• Task statement
Within the data that follows, set down exactly the lines from the one containing "pub struct StatsArgs" through the one containing "return Ok(());", both ends included.

##### Supplied material #####

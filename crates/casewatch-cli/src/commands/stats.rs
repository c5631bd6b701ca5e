//! Canonical snapshot statistics
//!
//! Usage: casewatch stats [--json]

use super::Context;
use casewatch_store::snapshot::canonical_stats;
use clap::Args;

#[derive(Debug, Args)]
pub struct StatsArgs {
    #[arg(long)]
    pub json: bool,
}

pub fn execute(ctx: &Context, args: StatsArgs) -> Result<(), Box<dyn std::error::Error>> {
    let conn = ctx.open_store()?;
    let stats = canonical_stats(&conn)?;

    if args.json {
        println!("{}", serde_json::to_string_pretty(&stats)?);
        return Ok(());
    }

    match stats.version_id {
        Some(version_id) => println!("canonical version: {}", version_id),
        None => println!("canonical version: none"),
    }
    println!("records: {}", stats.record_count);
    println!("excluded: {}", stats.excluded_count);

    if !stats.by_status.is_empty() {
        println!("by status:");
        for (status, count) in &stats.by_status {
            println!("  {:<24} {}", status, count);
        }
    }
    if !stats.by_category.is_empty() {
        println!("by category:");
        for (category, count) in &stats.by_category {
            println!("  {:<24} {}", category, count);
        }
    }

    Ok(())
}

#####

• Worked solution
pub struct StatsArgs {
    #[arg(long)]
    pub json: bool,
}

pub fn execute(ctx: &Context, args: StatsArgs) -> Result<(), Box<dyn std::error::Error>> {
    let conn = ctx.open_store()?;
    let stats = canonical_stats(&conn)?;

    if args.json {
        println!("{}", serde_json::to_string_pretty(&stats)?);
        return Ok(());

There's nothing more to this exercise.